- **YOUR GOAL**:
Would you please set down the entries below exactly as shown?

***** EXERCISE DATA *****

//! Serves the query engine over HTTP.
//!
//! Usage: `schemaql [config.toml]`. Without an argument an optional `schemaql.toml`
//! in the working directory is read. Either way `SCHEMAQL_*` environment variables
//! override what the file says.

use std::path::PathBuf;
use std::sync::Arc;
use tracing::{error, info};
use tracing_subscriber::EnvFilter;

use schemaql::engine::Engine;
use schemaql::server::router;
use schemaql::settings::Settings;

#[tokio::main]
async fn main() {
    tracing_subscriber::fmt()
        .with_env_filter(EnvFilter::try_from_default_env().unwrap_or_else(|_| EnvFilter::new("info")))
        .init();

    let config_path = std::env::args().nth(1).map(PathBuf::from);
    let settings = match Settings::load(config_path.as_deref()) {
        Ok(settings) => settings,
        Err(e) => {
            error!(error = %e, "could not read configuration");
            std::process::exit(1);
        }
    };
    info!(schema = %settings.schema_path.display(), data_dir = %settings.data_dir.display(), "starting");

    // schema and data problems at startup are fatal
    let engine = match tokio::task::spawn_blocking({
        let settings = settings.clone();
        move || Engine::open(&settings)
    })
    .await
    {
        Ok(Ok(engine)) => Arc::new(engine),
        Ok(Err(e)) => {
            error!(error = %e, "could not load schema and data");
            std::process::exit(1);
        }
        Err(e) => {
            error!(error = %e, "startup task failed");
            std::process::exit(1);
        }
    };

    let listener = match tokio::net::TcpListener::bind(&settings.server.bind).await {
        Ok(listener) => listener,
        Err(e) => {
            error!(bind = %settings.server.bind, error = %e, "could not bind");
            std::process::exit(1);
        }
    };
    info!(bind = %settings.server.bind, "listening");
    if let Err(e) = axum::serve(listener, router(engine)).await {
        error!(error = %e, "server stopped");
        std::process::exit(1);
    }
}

*****

- **ANSWER FOR THIS EXERCISE**:
//! Serves the query engine over HTTP.
//!
//! Usage: `schemaql [config.toml]`. Without an argument an optional `schemaql.toml`
//! in the working directory is read. Either way `SCHEMAQL_*` environment variables
//! override what the file says.

use std::path::PathBuf;
use std::sync::Arc;
use tracing::{error, info};
use tracing_subscriber::EnvFilter;

use schemaql::engine::Engine;
use schemaql::server::router;
use schemaql::settings::Settings;

#[tokio::main]
async fn main() {
    tracing_subscriber::fmt()
        .with_env_filter(EnvFilter::try_from_default_env().unwrap_or_else(|_| EnvFilter::new("info")))
        .init();

    let config_path = std::env::args().nth(1).map(PathBuf::from);
    let settings = match Settings::load(config_path.as_deref()) {
        Ok(settings) => settings,
        Err(e) => {
            error!(error = %e, "could not read configuration");
            std::process::exit(1);
        }
    };
    info!(schema = %settings.schema_path.display(), data_dir = %settings.data_dir.display(), "starting");

    // schema and data problems at startup are fatal
    let engine = match tokio::task::spawn_blocking({
        let settings = settings.clone();
        move || Engine::open(&settings)
    })
    .await
    {
        Ok(Ok(engine)) => Arc::new(engine),
        Ok(Err(e)) => {
            error!(error = %e, "could not load schema and data");
            std::process::exit(1);
        }
        Err(e) => {
            error!(error = %e, "startup task failed");
            std::process::exit(1);
        }
    };

    let listener = match tokio::net::TcpListener::bind(&settings.server.bind).await {
        Ok(listener) => listener,
        Err(e) => {
            error!(bind = %settings.server.bind, error = %e, "could not bind");
            std::process::exit(1);
        }
    };
    info!(bind = %settings.server.bind, "listening");
    if let Err(e) = axum::serve(listener, router(engine)).await {
        error!(error = %e, "server stopped");
        std::process::exit(1);
    }
}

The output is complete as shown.